* [Activity] Produce an exact copy of the listing.
___ The data ___
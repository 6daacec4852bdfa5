// SPDX-FileCopyrightText: 2026 Skein Contributors
// SPDX-License-Identifier: MIT OR Apache-2.0

//! Telemetry events and batches carried through the pipeline.
//!
//! An [`Event`] is immutable once created. The queue owns it until it is
//! moved into exactly one [`Batch`].

use std::fmt;

use chrono::{DateTime, Utc};
use serde::{Deserialize, Serialize};
use strum::{Display, EnumString};

use crate::error::SkeinError;

/// Unique identifier of a telemetry event.
#[derive(Debug, Clone, PartialEq, Eq, Hash, PartialOrd, Ord, Serialize, Deserialize)]
#[serde(transparent)]
pub struct EventId(pub String);

impl EventId {
    /// Generates a fresh random (UUIDv4) identifier.
    pub fn new() -> Self {
        Self(uuid::Uuid::new_v4().to_string())
    }

    pub fn as_str(&self) -> &str {
        &self.0
    }
}

impl Default for EventId {
    fn default() -> Self {
        Self::new()
    }
}

impl fmt::Display for EventId {
    fn fmt(&self, f: &mut fmt::Formatter<'_>) -> fmt::Result {
        f.write_str(&self.0)
    }
}

impl From<&str> for EventId {
    fn from(value: &str) -> Self {
        Self(value.to_string())
    }
}

impl From<String> for EventId {
    fn from(value: String) -> Self {
        Self(value)
    }
}

/// Identifier of a batch formed by the batcher.
#[derive(Debug, Clone, PartialEq, Eq, Hash, Serialize, Deserialize)]
#[serde(transparent)]
pub struct BatchId(pub String);

impl BatchId {
    pub fn new() -> Self {
        Self(uuid::Uuid::new_v4().to_string())
    }
}

impl Default for BatchId {
    fn default() -> Self {
        Self::new()
    }
}

impl fmt::Display for BatchId {
    fn fmt(&self, f: &mut fmt::Formatter<'_>) -> fmt::Result {
        f.write_str(&self.0)
    }
}

/// Ingestion type tag of an event.
#[derive(
    Debug, Clone, Copy, PartialEq, Eq, Hash, Display, EnumString, Serialize, Deserialize,
)]
#[strum(serialize_all = "kebab-case")]
#[serde(rename_all = "kebab-case")]
pub enum EventType {
    TraceCreate,
    SpanCreate,
    SpanUpdate,
    GenerationCreate,
    GenerationUpdate,
    EventCreate,
    ScoreCreate,
    SdkLog,
}

/// Immutable telemetry envelope.
#[derive(Debug, Clone, PartialEq, Serialize, Deserialize)]
pub struct Event {
    id: EventId,
    #[serde(rename = "type")]
    event_type: EventType,
    timestamp: DateTime<Utc>,
    payload: serde_json::Value,
}

impl Event {
    /// Creates an event with a generated id and the current time.
    pub fn new(event_type: EventType, payload: serde_json::Value) -> Self {
        Self {
            id: EventId::new(),
            event_type,
            timestamp: Utc::now(),
            payload,
        }
    }

    /// Creates an event with a caller-supplied id (used for idempotent re-sends).
    pub fn with_id(id: EventId, event_type: EventType, payload: serde_json::Value) -> Self {
        Self {
            id,
            event_type,
            timestamp: Utc::now(),
            payload,
        }
    }

    pub fn trace(payload: serde_json::Value) -> Self {
        Self::new(EventType::TraceCreate, payload)
    }

    pub fn span(payload: serde_json::Value) -> Self {
        Self::new(EventType::SpanCreate, payload)
    }

    pub fn generation(payload: serde_json::Value) -> Self {
        Self::new(EventType::GenerationCreate, payload)
    }

    pub fn score(payload: serde_json::Value) -> Self {
        Self::new(EventType::ScoreCreate, payload)
    }

    pub fn id(&self) -> &EventId {
        &self.id
    }

    pub fn event_type(&self) -> EventType {
        self.event_type
    }

    pub fn timestamp(&self) -> DateTime<Utc> {
        self.timestamp
    }

    pub fn payload(&self) -> &serde_json::Value {
        &self.payload
    }

    /// Checks the envelope invariants a producer is responsible for.
    pub fn validate(&self) -> Result<(), SkeinError> {
        if self.id.0.trim().is_empty() {
            return Err(SkeinError::invalid_field("id", "event id must not be empty"));
        }
        Ok(())
    }
}

/// Ordered group of events delivered together.
#[derive(Debug, Clone)]
pub struct Batch {
    id: BatchId,
    events: Vec<Event>,
}

impl Batch {
    pub fn new(events: Vec<Event>) -> Self {
        Self {
            id: BatchId::new(),
            events,
        }
    }

    pub fn id(&self) -> &BatchId {
        &self.id
    }

    pub fn events(&self) -> &[Event] {
        &self.events
    }

    pub fn len(&self) -> usize {
        self.events.len()
    }

    pub fn is_empty(&self) -> bool {
        self.events.is_empty()
    }

    /// Ids of every event in submission order.
    pub fn event_ids(&self) -> Vec<EventId> {
        self.events.iter().map(|e| e.id.clone()).collect()
    }

    /// Gives the events back, e.g. to return them to the queue.
    pub fn into_events(self) -> Vec<Event> {
        self.events
    }
}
___
* [Answer to the problem]
repository 6daacec4852bdfa5
// SPDX-FileCopyrightText: 2026 Skein Contributors
// SPDX-License-Identifier: MIT OR Apache-2.0

//! Telemetry events and batches carried through the pipeline.
//!
//! An [`Event`] is immutable once created. The queue owns it until it is
//! moved into exactly one [`Batch`].

use std::fmt;

use chrono::{DateTime, Utc};
use serde::{Deserialize, Serialize};
use strum::{Display, EnumString};

use crate::error::SkeinError;

/// Unique identifier of a telemetry event.
#[derive(Debug, Clone, PartialEq, Eq, Hash, PartialOrd, Ord, Serialize, Deserialize)]
#[serde(transparent)]
pub struct EventId(pub String);

impl EventId {
    /// Generates a fresh random (UUIDv4) identifier.
    pub fn new() -> Self {
        Self(uuid::Uuid::new_v4().to_string())
    }

    pub fn as_str(&self) -> &str {
        &self.0
    }
}

impl Default for EventId {
    fn default() -> Self {
        Self::new()
    }
}

impl fmt::Display for EventId {
    fn fmt(&self, f: &mut fmt::Formatter<'_>) -> fmt::Result {
        f.write_str(&self.0)
    }
}

impl From<&str> for EventId {
    fn from(value: &str) -> Self {
        Self(value.to_string())
    }
}

impl From<String> for EventId {
    fn from(value: String) -> Self {
        Self(value)
    }
}

/// Identifier of a batch formed by the batcher.
#[derive(Debug, Clone, PartialEq, Eq, Hash, Serialize, Deserialize)]
#[serde(transparent)]
pub struct BatchId(pub String);

impl BatchId {
    pub fn new() -> Self {
        Self(uuid::Uuid::new_v4().to_string())
    }
}

impl Default for BatchId {
    fn default() -> Self {
        Self::new()
    }
}

impl fmt::Display for BatchId {
    fn fmt(&self, f: &mut fmt::Formatter<'_>) -> fmt::Result {
        f.write_str(&self.0)
    }
}

/// Ingestion type tag of an event.
#[derive(
    Debug, Clone, Copy, PartialEq, Eq, Hash, Display, EnumString, Serialize, Deserialize,
)]
#[strum(serialize_all = "kebab-case")]
#[serde(rename_all = "kebab-case")]
pub enum EventType {
    TraceCreate,
    SpanCreate,
    SpanUpdate,
    GenerationCreate,
    GenerationUpdate,
    EventCreate,
    ScoreCreate,
    SdkLog,
}

/// Immutable telemetry envelope.
#[derive(Debug, Clone, PartialEq, Serialize, Deserialize)]
pub struct Event {
    id: EventId,
    #[serde(rename = "type")]
    event_type: EventType,
    timestamp: DateTime<Utc>,
    payload: serde_json::Value,
}

impl Event {
    /// Creates an event with a generated id and the current time.
    pub fn new(event_type: EventType, payload: serde_json::Value) -> Self {
        Self {
            id: EventId::new(),
            event_type,
            timestamp: Utc::now(),
            payload,
        }
    }

    /// Creates an event with a caller-supplied id (used for idempotent re-sends).
    pub fn with_id(id: EventId, event_type: EventType, payload: serde_json::Value) -> Self {
        Self {
            id,
            event_type,
            timestamp: Utc::now(),
            payload,
        }
    }

    pub fn trace(payload: serde_json::Value) -> Self {
        Self::new(EventType::TraceCreate, payload)
    }

    pub fn span(payload: serde_json::Value) -> Self {
        Self::new(EventType::SpanCreate, payload)
    }

    pub fn generation(payload: serde_json::Value) -> Self {
        Self::new(EventType::GenerationCreate, payload)
    }

    pub fn score(payload: serde_json::Value) -> Self {
        Self::new(EventType::ScoreCreate, payload)
    }

    pub fn id(&self) -> &EventId {
        &self.id
    }

    pub fn event_type(&self) -> EventType {
        self.event_type
    }

    pub fn timestamp(&self) -> DateTime<Utc> {
        self.timestamp
    }

    pub fn payload(&self) -> &serde_json::Value {
        &self.payload
    }

    /// Checks the envelope invariants a producer is responsible for.
    pub fn validate(&self) -> Result<(), SkeinError> {
        if self.id.0.trim().is_empty() {
            return Err(SkeinError::invalid_field("id", "event id must not be empty"));
        }
        Ok(())
    }
}

/// Ordered group of events delivered together.
#[derive(Debug, Clone)]
pub struct Batch {
    id: BatchId,
    events: Vec<Event>,
}

impl Batch {
    pub fn new(events: Vec<Event>) -> Self {
        Self {
            id: BatchId::new(),
            events,
        }
    }

    pub fn id(&self) -> &BatchId {
        &self.id
    }

    pub fn events(&self) -> &[Event] {
        &self.events
    }

    pub fn len(&self) -> usize {
        self.events.len()
    }

    pub fn is_empty(&self) -> bool {
        self.events.is_empty()
    }

    /// Ids of every event in submission order.
    pub fn event_ids(&self) -> Vec<EventId> {
        self.events.iter().map(|e| e.id.clone()).collect()
    }

    /// Gives the events back, e.g. to return them to the queue.
    pub fn into_events(self) -> Vec<Event> {
        self.events
    }
}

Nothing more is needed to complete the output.